Below are the entries; count the lines in them that contain the word "system" and give only the number.

Record excerpts below:

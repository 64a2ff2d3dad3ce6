use serde::{Deserialize, Serialize};
use uuid::Uuid;

use crate::collection::Record;

/// Listing agent. `license_number` carries the CRECI registration.
#[derive(Debug, Clone, Default, PartialEq, Serialize, Deserialize)]
#[serde(rename_all = "camelCase")]
pub struct Broker {
    pub id: String,
    pub name: String,
    pub email: String,
    pub phone: String,
    #[serde(skip_serializing_if = "Option::is_none")]
    pub whatsapp: Option<String>,
    pub license_number: String,
}

impl Record for Broker {
    fn id(&self) -> &str {
        &self.id
    }

    fn set_id(&mut self, id: String) {
        self.id = id;
    }

    fn fresh_id() -> String {
        format!("broker-{}", Uuid::new_v4())
    }
}
use leptos::prelude::*;
use leptos_router::components::{ParentRoute, Redirect, Route, Router, Routes};
use leptos_router::path;

use crate::layout::SiteLayout;
use crate::pages::admin::AdminPage;
use crate::pages::home::HomePage;
use crate::pages::property_detail::PropertyDetailPage;
use crate::system::auth::guard::RequireAuth;
use crate::system::pages::login::LoginPage;

#[component]
pub fn AppRoutes() -> impl IntoView {
    view! {
        <Router>
            <Routes fallback=|| view! { <Redirect path="/" /> }>
                // Login renders outside the site chrome.
                <Route path=path!("/login") view=LoginPage />
                <ParentRoute path=path!("") view=SiteLayout>
                    <Route path=path!("") view=HomePage />
                    <Route path=path!("property/:id") view=PropertyDetailPage />
                    <Route path=path!("admin") view=AdminArea />
                </ParentRoute>
            </Routes>
        </Router>
    }
}

#[component]
fn AdminArea() -> impl IntoView {
    view! {
        <RequireAuth>
            <AdminPage />
        </RequireAuth>
    }
}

End of Record excerpts.

_Response_
2